# [Assignment]
Each line of the material, from the first through the one containing "type Mounted = MountedSection<SectionCard, ManualObservation>;", is to be written out exactly.
[Extracted entries — start]
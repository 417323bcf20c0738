use anyhow::Result;
use scrollgate_core::{
    FlagSuppressor, ManualObservation, ManualViewport, MountedSection, Page, ScrollLockConfig,
    Section, SuppressionProbe,
};
use scrollgate_protocol::{LockState, SectionId};
use tracing::{debug, info};

use crate::deck::Deck;

/// What the terminal shows for one section.
#[derive(Debug, Clone)]
pub struct SectionCard {
    pub title: String,
    pub items: Vec<String>,
    pub revealed: usize,
}

impl SectionCard {
    pub fn is_complete(&self) -> bool {
        self.revealed >= self.items.len()
    }
}

type Mounted = MountedSection<SectionCard, ManualObservation>;

/// A vertical stack of full-screen sections with registry-gated scrolling.
///
/// Section `i` occupies rows `[i * h, (i + 1) * h)` of the page and the
/// viewport is `h` rows tall, so a section is fully visible exactly when
/// the offset equals its top.
pub struct Player {
    page: Page,
    viewport: ManualViewport,
    probe: SuppressionProbe,
    sections: Vec<Mounted>,
    section_height: u32,
    offset: u32,
}

impl Player {
    pub fn new(deck: &Deck, config: ScrollLockConfig, section_height: u16) -> Result<Self> {
        let suppressor = FlagSuppressor::new();
        let probe = suppressor.probe();
        let page = Page::new(config, suppressor);
        let mut viewport = ManualViewport::new(page.threshold());

        let sections = deck
            .sections
            .iter()
            .map(|s| {
                let card = SectionCard {
                    title: s.title.clone(),
                    items: s.items.clone(),
                    revealed: 0,
                };
                let complete = card.is_complete();
                page.mount(Section::new(s.id.clone(), complete, card), &mut viewport, &s.id)
            })
            .collect();

        let mut player = Self {
            page,
            viewport,
            probe,
            sections,
            section_height: u32::from(section_height.max(1)),
            offset: 0,
        };
        player.sync()?;
        Ok(player)
    }

    pub fn sections(&self) -> impl Iterator<Item = (&SectionId, &SectionCard, LockState)> {
        self.sections.iter().map(|s| (s.id(), s.content(), s.state()))
    }

    pub fn offset(&self) -> u32 {
        self.offset
    }

    pub fn section_height(&self) -> u32 {
        self.section_height
    }

    pub fn is_locked(&self) -> bool {
        self.probe.is_active()
    }

    pub fn holders(&self) -> Vec<SectionId> {
        self.page.registry().holders()
    }

    /// Scroll by `rows`. Returns `false` when scrolling is suppressed.
    pub fn scroll_by(&mut self, rows: i64) -> Result<bool> {
        if self.is_locked() {
            debug!(rows, "scroll blocked by lock");
            return Ok(false);
        }
        let max = i64::from(self.max_offset());
        let next = (i64::from(self.offset) + rows).clamp(0, max);
        self.offset = u32::try_from(next)?;
        self.sync()?;
        Ok(true)
    }

    /// The terminal changed size; keep the focused section in place.
    pub fn resize(&mut self, section_height: u16) -> Result<()> {
        let focused = self.focused();
        self.section_height = u32::from(section_height.max(1));
        self.offset = self.top_of(focused).min(self.max_offset());
        self.sync()
    }

    /// Reveal the next hidden item of the most visible section. Returns
    /// `false` if it had nothing left to reveal.
    pub fn reveal_next(&mut self) -> Result<bool> {
        let idx = self.focused();
        let Some(section) = self.sections.get_mut(idx) else {
            return Ok(false);
        };
        let card = section.content_mut();
        if card.is_complete() {
            return Ok(false);
        }
        card.revealed += 1;
        let (revealed, complete) = (card.revealed, card.is_complete());
        debug!(section = %section.id(), revealed, "item revealed");
        if complete {
            info!(section = %section.id(), "section viewed in full");
            section.set_has_viewed_all(true)?;
        }
        Ok(true)
    }

    /// Index of the section with the largest visible share (first wins).
    pub fn focused(&self) -> usize {
        let mut best = (0, 0.0);
        for idx in 0..self.sections.len() {
            let ratio = self.visible_ratio(idx);
            if ratio > best.1 {
                best = (idx, ratio);
            }
        }
        best.0
    }

    pub fn visible_ratio(&self, idx: usize) -> f64 {
        let h = u64::from(self.section_height);
        let top = idx as u64 * h;
        let view_top = u64::from(self.offset);
        let overlap = (top + h).min(view_top + h).saturating_sub(top.max(view_top));
        overlap as f64 / h as f64
    }

    /// Unmount every section and tear the page down.
    pub fn shutdown(self) -> Result<()> {
        let Player { page, sections, .. } = self;
        for section in sections {
            section.unmount()?;
        }
        page.teardown()?;
        Ok(())
    }

    fn max_offset(&self) -> u32 {
        self.top_of(self.sections.len().saturating_sub(1))
    }

    fn top_of(&self, idx: usize) -> u32 {
        u32::try_from(idx).unwrap_or(u32::MAX).saturating_mul(self.section_height)
    }

    /// Feed every section's visibility to the viewport, then snap to the
    /// first section holding the lock so it is shown in full.
    fn sync(&mut self) -> Result<()> {
        self.report_all()?;
        if !self.is_locked() {
            return Ok(());
        }
        let holder = self
            .sections
            .iter()
            .position(|s| s.state().is_locked());
        if let Some(idx) = holder {
            let top = self.top_of(idx);
            if top != self.offset {
                debug!(section = %self.sections[idx].id(), top, "snapping to locked section");
                self.offset = top;
                self.report_all()?;
            }
        }
        Ok(())
    }

    fn report_all(&self) -> Result<()> {
        for (idx, section) in self.sections.iter().enumerate() {
            let ratio = self.visible_ratio(idx);
            if let Some(event) = self.viewport.report(section.id().as_str(), ratio)? {
                debug!(
                    section = %event.section,
                    intersecting = event.intersecting,
                    seq = event.seq,
                    "visibility"
                );
            }
        }
        Ok(())
    }
}
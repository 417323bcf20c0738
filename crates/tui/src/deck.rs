use std::collections::HashSet;

use scrollgate_protocol::SectionId;
use serde::Deserialize;
use thiserror::Error;

#[derive(Debug, Error)]
pub enum DeckError {
    #[error("invalid JSON: {0}")]
    Json(#[from] serde_json::Error),
    #[error("deck has no sections")]
    Empty,
    #[error("section id {0:?} appears more than once")]
    DuplicateId(String),
    #[error("section id must not be blank")]
    BlankId,
}

/// The sequence of full-screen sections to play.
#[derive(Debug, Clone, Deserialize)]
#[serde(deny_unknown_fields)]
pub struct Deck {
    pub sections: Vec<DeckSection>,
}

#[derive(Debug, Clone, Deserialize)]
#[serde(deny_unknown_fields)]
pub struct DeckSection {
    pub id: SectionId,
    #[serde(default)]
    pub title: String,
    /// Things the visitor has to reveal before the section lets go of the
    /// scroll. An empty list never locks.
    #[serde(default)]
    pub items: Vec<String>,
}

impl Deck {
    pub fn from_json(data: &[u8]) -> Result<Self, DeckError> {
        let deck: Deck = serde_json::from_slice(data)?;
        deck.validate()?;
        Ok(deck)
    }

    /// Ids must be unique: the lock registry keys locks by id.
    pub fn validate(&self) -> Result<(), DeckError> {
        if self.sections.is_empty() {
            return Err(DeckError::Empty);
        }
        let mut seen = HashSet::new();
        for section in &self.sections {
            if section.id.as_str().trim().is_empty() {
                return Err(DeckError::BlankId);
            }
            if !seen.insert(section.id.as_str()) {
                return Err(DeckError::DuplicateId(section.id.to_string()));
            }
        }
        Ok(())
    }

    pub fn builtin() -> Self {
        fn section(id: &str, title: &str, items: &[&str]) -> DeckSection {
            DeckSection {
                id: SectionId::from(id),
                title: title.to_string(),
                items: items.iter().map(ToString::to_string).collect(),
            }
        }

        Deck {
            sections: vec![
                section(
                    "hero",
                    "Meet the bottle",
                    &["Cold for 24 hours", "Hot for 12 hours", "Fits every cup holder"],
                ),
                section("story", "Why we built it", &[]),
                section(
                    "gallery",
                    "Colours",
                    &["Glacier", "Moss", "Ember", "Midnight"],
                ),
                section("specs", "Specifications", &["750 ml", "Steel, double wall"]),
                section("footer", "Get yours", &[]),
            ],
        }
    }
}

#[cfg(test)]
mod tests {
    use super::*;

    #[test]
    fn builtin_deck_is_valid() {
        let deck = Deck::builtin();
        assert!(deck.validate().is_ok());
        assert_eq!(deck.sections[0].id.as_str(), "hero");
    }

    #[test]
    fn parses_minimal_sections() {
        let deck = Deck::from_json(br#"{"sections":[{"id":"hero","items":["a"]},{"id":"end"}]}"#)
            .expect("minimal deck is valid");
        assert_eq!(deck.sections.len(), 2);
        assert!(deck.sections[1].items.is_empty());
        assert!(deck.sections[1].title.is_empty());
    }

    #[test]
    fn rejects_duplicate_ids() {
        let deck = Deck::from_json(br#"{"sections":[{"id":"hero"},{"id":"hero"}]}"#);
        assert!(matches!(deck, Err(DeckError::DuplicateId(id)) if id == "hero"));
    }

    #[test]
    fn rejects_empty_and_blank() {
        assert!(matches!(
            Deck::from_json(br#"{"sections":[]}"#),
            Err(DeckError::Empty)
        ));
        assert!(matches!(
            Deck::from_json(br#"{"sections":[{"id":" "}]}"#),
            Err(DeckError::BlankId)
        ));
        assert!(matches!(
            Deck::from_json(br#"{"pages":[]}"#),
            Err(DeckError::Json(_))
        ));
    }
}
use std::io::stdout;

use anyhow::Result;
use crossterm::{
    event::{
        self, DisableMouseCapture, EnableMouseCapture, Event, KeyCode, KeyEventKind, MouseEventKind,
    },
    execute,
    terminal::{EnterAlternateScreen, LeaveAlternateScreen, disable_raw_mode, enable_raw_mode},
};
use ratatui::{
    Frame, Terminal,
    backend::CrosstermBackend,
    layout::Rect,
    style::{Color, Modifier, Style},
    text::Line,
    widgets::{Block, Borders, Paragraph},
};
use scrollgate_core::ScrollLockConfig;
use scrollgate_protocol::LockState;
use tracing::info;

use crate::deck::Deck;
use crate::player::{Player, SectionCard};

const WHEEL_ROWS: i64 = 3;

fn state_color(state: LockState, card: &SectionCard) -> Color {
    match state {
        LockState::Locked => Color::Yellow,
        LockState::Unlocked if card.is_complete() => Color::Green,
        LockState::Unlocked => Color::Gray,
    }
}

/// Rows available to one section: the whole terminal minus header and
/// status line.
fn section_rows(height: u16) -> u16 {
    height.saturating_sub(2).max(1)
}

pub fn run(deck: &Deck, config: ScrollLockConfig) -> Result<()> {
    enable_raw_mode()?;
    let mut stdout = stdout();
    execute!(stdout, EnterAlternateScreen, EnableMouseCapture)?;
    let backend = CrosstermBackend::new(stdout);
    let mut terminal = Terminal::new(backend)?;

    let size = terminal.size()?;
    let mut player = Player::new(deck, config, section_rows(size.height))?;
    info!(sections = deck.sections.len(), "player started");

    let result = event_loop(&mut terminal, &mut player);

    disable_raw_mode()?;
    execute!(
        terminal.backend_mut(),
        LeaveAlternateScreen,
        DisableMouseCapture
    )?;
    terminal.show_cursor()?;

    player.shutdown()?;
    info!("player stopped");
    result
}

fn event_loop(
    terminal: &mut Terminal<CrosstermBackend<std::io::Stdout>>,
    player: &mut Player,
) -> Result<()> {
    let mut blocked = false;
    loop {
        terminal.draw(|frame| draw(frame, player, blocked))?;

        if !event::poll(std::time::Duration::from_millis(100))? {
            continue;
        }
        let page = i64::from(player.section_height());
        let moved = match event::read()? {
            Event::Key(key) if key.kind == KeyEventKind::Press => match key.code {
                KeyCode::Char('q') | KeyCode::Esc => break,
                KeyCode::Up | KeyCode::Char('k') => Some(player.scroll_by(-1)?),
                KeyCode::Down | KeyCode::Char('j') => Some(player.scroll_by(1)?),
                KeyCode::PageUp => Some(player.scroll_by(-page)?),
                KeyCode::PageDown => Some(player.scroll_by(page)?),
                KeyCode::Char(' ') | KeyCode::Enter => {
                    player.reveal_next()?;
                    None
                }
                _ => None,
            },
            Event::Mouse(mouse) => match mouse.kind {
                MouseEventKind::ScrollDown => Some(player.scroll_by(WHEEL_ROWS)?),
                MouseEventKind::ScrollUp => Some(player.scroll_by(-WHEEL_ROWS)?),
                _ => None,
            },
            Event::Resize(_, height) => {
                player.resize(section_rows(height))?;
                None
            }
            _ => None,
        };
        blocked = moved == Some(false);
    }
    Ok(())
}

fn draw(frame: &mut Frame<'_>, player: &Player, blocked: bool) {
    let area = frame.area();

    let header = Block::default()
        .title(format!(
            " scrollgate · {} sections | ↑↓ scroll | space reveal | q quit ",
            player.sections().count()
        ))
        .style(Style::default().fg(Color::White).bg(Color::DarkGray));
    frame.render_widget(header, Rect::new(area.x, area.y, area.width, 1));

    let content = Rect::new(
        area.x,
        area.y + 1,
        area.width,
        area.height.saturating_sub(2),
    );
    let h = i64::from(player.section_height());
    let offset = i64::from(player.offset());

    for (idx, (id, card, state)) in player.sections().enumerate() {
        // Section rows relative to the top of the content area.
        let top = idx as i64 * h - offset;
        let bottom = top + h;
        let visible_top = top.max(0);
        let visible_bottom = bottom.min(i64::from(content.height));
        if visible_bottom <= visible_top {
            continue;
        }
        let (Ok(y), Ok(height)) = (
            u16::try_from(visible_top),
            u16::try_from(visible_bottom - visible_top),
        ) else {
            continue;
        };
        let rect = Rect::new(content.x, content.y + y, content.width, height);

        let color = state_color(state, card);
        let title = if card.title.is_empty() {
            format!(" {id} ")
        } else {
            format!(" {} · {id} ", card.title)
        };
        let block = Block::default()
            .borders(Borders::ALL)
            .border_style(Style::default().fg(color))
            .title(title);

        let mut lines: Vec<Line<'_>> = card
            .items
            .iter()
            .enumerate()
            .map(|(i, item)| {
                if i < card.revealed {
                    Line::from(format!("  ✓ {item}"))
                } else {
                    Line::styled("  • • •", Style::default().fg(Color::DarkGray))
                }
            })
            .collect();
        if !card.items.is_empty() {
            lines.push(Line::from(""));
            lines.push(Line::styled(
                format!("  {}/{} seen", card.revealed.min(card.items.len()), card.items.len()),
                Style::default().fg(color),
            ));
        }
        // Clip the part of the section scrolled above the viewport.
        let skip = u16::try_from(visible_top - top).unwrap_or(u16::MAX);
        let paragraph = Paragraph::new(lines).block(block).scroll((skip, 0));
        frame.render_widget(paragraph, rect);
    }

    let status = if player.is_locked() {
        let holders: Vec<String> = player.holders().iter().map(ToString::to_string).collect();
        let hint = if blocked { " (reveal to continue)" } else { "" };
        Line::styled(
            format!(" LOCKED by {}{hint}", holders.join(", ")),
            Style::default().fg(Color::Black).bg(Color::Yellow).add_modifier(Modifier::BOLD),
        )
    } else {
        Line::styled(" free scroll", Style::default().fg(Color::Black).bg(Color::Green))
    };
    frame.render_widget(
        Paragraph::new(status),
        Rect::new(area.x, area.y + area.height.saturating_sub(1), area.width, 1),
    );
}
[Extracted entries — finish]
# [Answer to this exercise]
repository 417323bcf20c0738
use anyhow::Result;
use scrollgate_core::{
    FlagSuppressor, ManualObservation, ManualViewport, MountedSection, Page, ScrollLockConfig,
    Section, SuppressionProbe,
};
use scrollgate_protocol::{LockState, SectionId};
use tracing::{debug, info};

use crate::deck::Deck;

/// What the terminal shows for one section.
#[derive(Debug, Clone)]
pub struct SectionCard {
    pub title: String,
    pub items: Vec<String>,
    pub revealed: usize,
}

impl SectionCard {
    pub fn is_complete(&self) -> bool {
        self.revealed >= self.items.len()
    }
}

type Mounted = MountedSection<SectionCard, ManualObservation>;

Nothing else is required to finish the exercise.